I feel like it's been forever since I have written an update. These last two weeks went by pretty fast when I look back on them, but they were absolutely exhausting. Each day actually felt like a full time job. I woke up and just getting out of bed and getting dressed made me feel like I'd been in the gym, doing sit-ups for two full hours. Most mornings, I woke up, was in the pool by 8:30 (for an hour) and then back to the gym for three full hours of therapy. Many days, I still ended up going to the wellness gym in the afternoon to ride the bike or get in a standing frame, as if four full hours of pushing my body to pure exhaustion wasn't enough. Last week, I even went back to the room and studied until bed because I had an exam on Saturday. I was also crazy enough to have gone to the gym last Monday and lifted weights, but was really paying for it by the end of the week (I could hardly hold myself up with the walker!). I was so used to how things used to be when I was in therapy over five months ago. I never really fatigued before and couldn't understand why everyone else would talk about how tired they were by Thursday that they barely made it back by Friday. Trust me, I understand now. I think everything was just passive up until now...I wasn't strong enough to actually do the work myself. I was just letting the therapists move me, but now I'm strong enough to be doing the work on my own. All the therapists even tell me "I'm not even doing anything!" during each session (oh, and I know it, because I'M doing all the work!)

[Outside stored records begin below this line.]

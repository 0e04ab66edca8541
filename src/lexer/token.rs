use std::fmt;

use crate::ops::Operator;
use crate::runtime::Value;

/// A single token from the source text
#[derive(Debug, Clone, PartialEq)]
pub struct Token {
    /// The classified kind, carrying the decoded payload
    pub kind: TokenKind,
    /// Original text of the token
    pub lexeme: String,
}

impl Token {
    /// Creates a new token with the given kind and source text
    pub fn new(kind: TokenKind, lexeme: impl Into<String>) -> Self {
        Token {
            kind,
            lexeme: lexeme.into(),
        }
    }
}

/// All possible token kinds
///
/// Numeric literals keep one kind per base/float combination so the source
/// base survives classification even though the decoded payload does not
/// depend on it.
#[derive(Debug, Clone, PartialEq)]
pub enum TokenKind {
    // Literals
    /// Decimal integer literal
    DecInt(i64),
    /// Binary (`0b`) integer literal
    BinInt(i64),
    /// Octal (`0o`) integer literal
    OctInt(i64),
    /// Hexadecimal (`0x`) integer literal
    HexInt(i64),
    /// Decimal float literal
    DecFloat(f64),
    /// Binary float literal
    BinFloat(f64),
    /// Octal float literal
    OctFloat(f64),
    /// Hexadecimal float literal
    HexFloat(f64),

    // Names
    /// `$name` - expand this symbol now
    Symbol(String),
    /// `&$name` - push the bare name itself
    Reference(String),

    // Structure
    /// Balanced `{ ... }` block (inner text, braces stripped)
    Block(String),
    /// A name bound to a registry entry at tokenization time
    Operator(Operator),
}

impl TokenKind {
    /// The stack value this token pushes, if it pushes one directly
    ///
    /// `Symbol` expands and `Operator` dispatches instead; both return
    /// `None` here.
    pub fn value(&self) -> Option<Value> {
        match self {
            TokenKind::DecInt(n)
            | TokenKind::BinInt(n)
            | TokenKind::OctInt(n)
            | TokenKind::HexInt(n) => Some(Value::Int(*n)),
            TokenKind::DecFloat(f)
            | TokenKind::BinFloat(f)
            | TokenKind::OctFloat(f)
            | TokenKind::HexFloat(f) => Some(Value::Float(*f)),
            TokenKind::Block(text) => Some(Value::Block(text.clone())),
            TokenKind::Reference(name) => Some(Value::Reference(name.clone())),
            TokenKind::Symbol(_) | TokenKind::Operator(_) => None,
        }
    }
}

impl fmt::Display for TokenKind {
    fn fmt(&self, f: &mut fmt::Formatter) -> fmt::Result {
        match self {
            TokenKind::DecInt(n)
            | TokenKind::BinInt(n)
            | TokenKind::OctInt(n)
            | TokenKind::HexInt(n) => write!(f, "{}", n),
            TokenKind::DecFloat(v)
            | TokenKind::BinFloat(v)
            | TokenKind::OctFloat(v)
            | TokenKind::HexFloat(v) => write!(f, "{}", v),
            TokenKind::Symbol(name) => write!(f, "${}", name),
            TokenKind::Reference(name) => write!(f, "&${}", name),
            TokenKind::Block(text) => write!(f, "{{ {} }}", text),
            TokenKind::Operator(op) => write!(f, "{}", op.name),
        }
    }
}

#[cfg(test)]
mod tests {
    use super::*;

    #[test]
    fn test_literal_values() {
        assert_eq!(TokenKind::BinInt(-83).value(), Some(Value::Int(-83)));
        assert_eq!(TokenKind::HexFloat(1.5).value(), Some(Value::Float(1.5)));
        assert_eq!(
            TokenKind::Reference("x".to_string()).value(),
            Some(Value::Reference("x".to_string()))
        );
        assert_eq!(TokenKind::Symbol("x".to_string()).value(), None);
    }
}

I really ended this week strong, despite how many times I wanted to stop right there in the middle of the gym. I started the week by discovering that I could crawl in the pool- both on my hands and knees and just on my knees (while holding my therapist's hands). The next pool session, we tried it again, but Dennis made me crawl while on the treadmill. This meant one thing--I had to go fast enough to keep up with the treadmill speed! We also even used the walker on the treadmill and I had to walk forward and backwards (it was as hard as it sounds!) The most difficult part was holding my own hips and stepping, all while moving the walker.

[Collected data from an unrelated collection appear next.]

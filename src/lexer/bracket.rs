//! Incremental matcher for nested `{ }` blocks
//!
//! The tokenizer feeds raw whitespace-split pieces through this scanner
//! while a block is open; the scanner tracks nesting depth and rebuilds the
//! verbatim source text of the balanced block.

use crate::error::{Error, Result};

/// Opening brace of a block
pub const OPENING: &str = "{";
/// Closing brace of a block
pub const CLOSING: &str = "}";

/// Stateful depth tracker, reset between blocks
#[derive(Debug, Default)]
pub struct BracketScanner {
    depth: usize,
    pieces: Vec<String>,
}

impl BracketScanner {
    /// Creates a scanner with no open block
    pub fn new() -> Self {
        BracketScanner::default()
    }

    /// Consumes one raw piece of source text
    ///
    /// Fails when a closing brace arrives with no block open.
    pub fn feed(&mut self, piece: &str) -> Result<()> {
        self.pieces.push(piece.to_string());
        if piece == OPENING {
            self.depth += 1;
        } else if piece == CLOSING {
            if self.depth == 0 {
                return Err(Error::Syntax(format!(
                    "Misplaced `{}` bracket",
                    CLOSING
                )));
            }
            self.depth -= 1;
        }
        Ok(())
    }

    /// True exactly when every opened brace has been closed
    pub fn is_balanced(&self) -> bool {
        self.depth == 0
    }

    /// True while no piece has been fed since the last reset
    pub fn is_empty(&self) -> bool {
        self.pieces.is_empty()
    }

    /// The accumulated block text, single-space joined
    pub fn contents(&self) -> String {
        self.pieces.join(" ")
    }

    /// Clears buffer and depth for reuse
    pub fn reset(&mut self) {
        self.depth = 0;
        self.pieces.clear();
    }
}

#[cfg(test)]
mod tests {
    use super::*;

    fn feed_all(scanner: &mut BracketScanner, pieces: &[&str]) -> Result<()> {
        for piece in pieces {
            scanner.feed(piece)?;
        }
        Ok(())
    }

    #[test]
    fn test_simple_block() {
        let mut scanner = BracketScanner::new();
        feed_all(&mut scanner, &["{", "1", "2", "*", "}"]).unwrap();
        assert!(scanner.is_balanced());
        assert_eq!(scanner.contents(), "{ 1 2 * }");
    }

    #[test]
    fn test_nested_block() {
        let mut scanner = BracketScanner::new();
        feed_all(&mut scanner, &["{", "dup", "{", "1", "}", "if"]).unwrap();
        assert!(!scanner.is_balanced());
        scanner.feed("}").unwrap();
        assert!(scanner.is_balanced());
        assert_eq!(scanner.contents(), "{ dup { 1 } if }");
    }

    #[test]
    fn test_misplaced_closing() {
        let mut scanner = BracketScanner::new();
        assert_eq!(
            scanner.feed("}"),
            Err(Error::Syntax("Misplaced `}` bracket".to_string()))
        );
    }

    #[test]
    fn test_reset_clears_state() {
        let mut scanner = BracketScanner::new();
        feed_all(&mut scanner, &["{", "1"]).unwrap();
        scanner.reset();
        assert!(scanner.is_balanced());
        assert!(scanner.is_empty());
        assert_eq!(scanner.contents(), "");
    }
}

Every time we did something in the gym, it was better than the previous attempt. The therastride was better Friday than I'd ever done it and the techs even commented on how different it seemed than past sessions. Same with walking over ground. I still use the waist harness attached to the lift over head to take away some of the body weight, making it a little easier for me. And I still had someone at my hips, helping keep me up straight, but it was still improving. By the end of last week, I didn't need the upper body harness (which was a huge improvement since August...I actually remember Dennis trying to take away that support and I just fell forward. I went home and told Dusty I was never going to be able to walk because I couldn't even support my own upper body, let alone do the rest of what is required to walk). Then yesterday, we did the walking over ground as my last activity. I was tired from already being in the gym for three hours and because it was Friday, but I was going to give it my all right up until the very end. I had the lower harness on and someone pushing my hips forward a little, so my butt wasn't sticking out (my lower abs still aren't quite strong enough to keep my in good position for very long--what my therapists call a "posterior pelvic tilt." I like to relax in a more anterior position). I was using a walker and Erin was in front of me, keeping my stance knee straight so that I could get a better weight shift on it, but the stepping with the other leg was ALL ME. For the first time! I didn't need any help pulling my foot through. I'm usually able to initiate a step, or complete it, but the main problem is that my toes always get caught. Well, for the first time, that wasn't happening at all. It went so well and I was so tired, but also so determined. I completed as many laps up and down the gym as time would allow and am surprised I didn't sleep the whole way home.
I know I have a long ways to go, but I'm really thankful that I still have yet to hit that "plateau" of progress that everyone keeps warning me about. I go weeks without thinking much has changed and then it takes a week like I just had to show me how much really has changed. It takes a therapist saying "I wonder if you can do this." or Mom saying "I had a dream that you could do this, let's try it." It's one small goal at a time, which has been hard for me, because I'd rather chase after the big goals and achieve the whole picture, but KKI instills new hope in me every time I'm there and I'm so thankful my path has led me there because I don't think I would've been able to see this much improvement (and continue to) if I weren't there.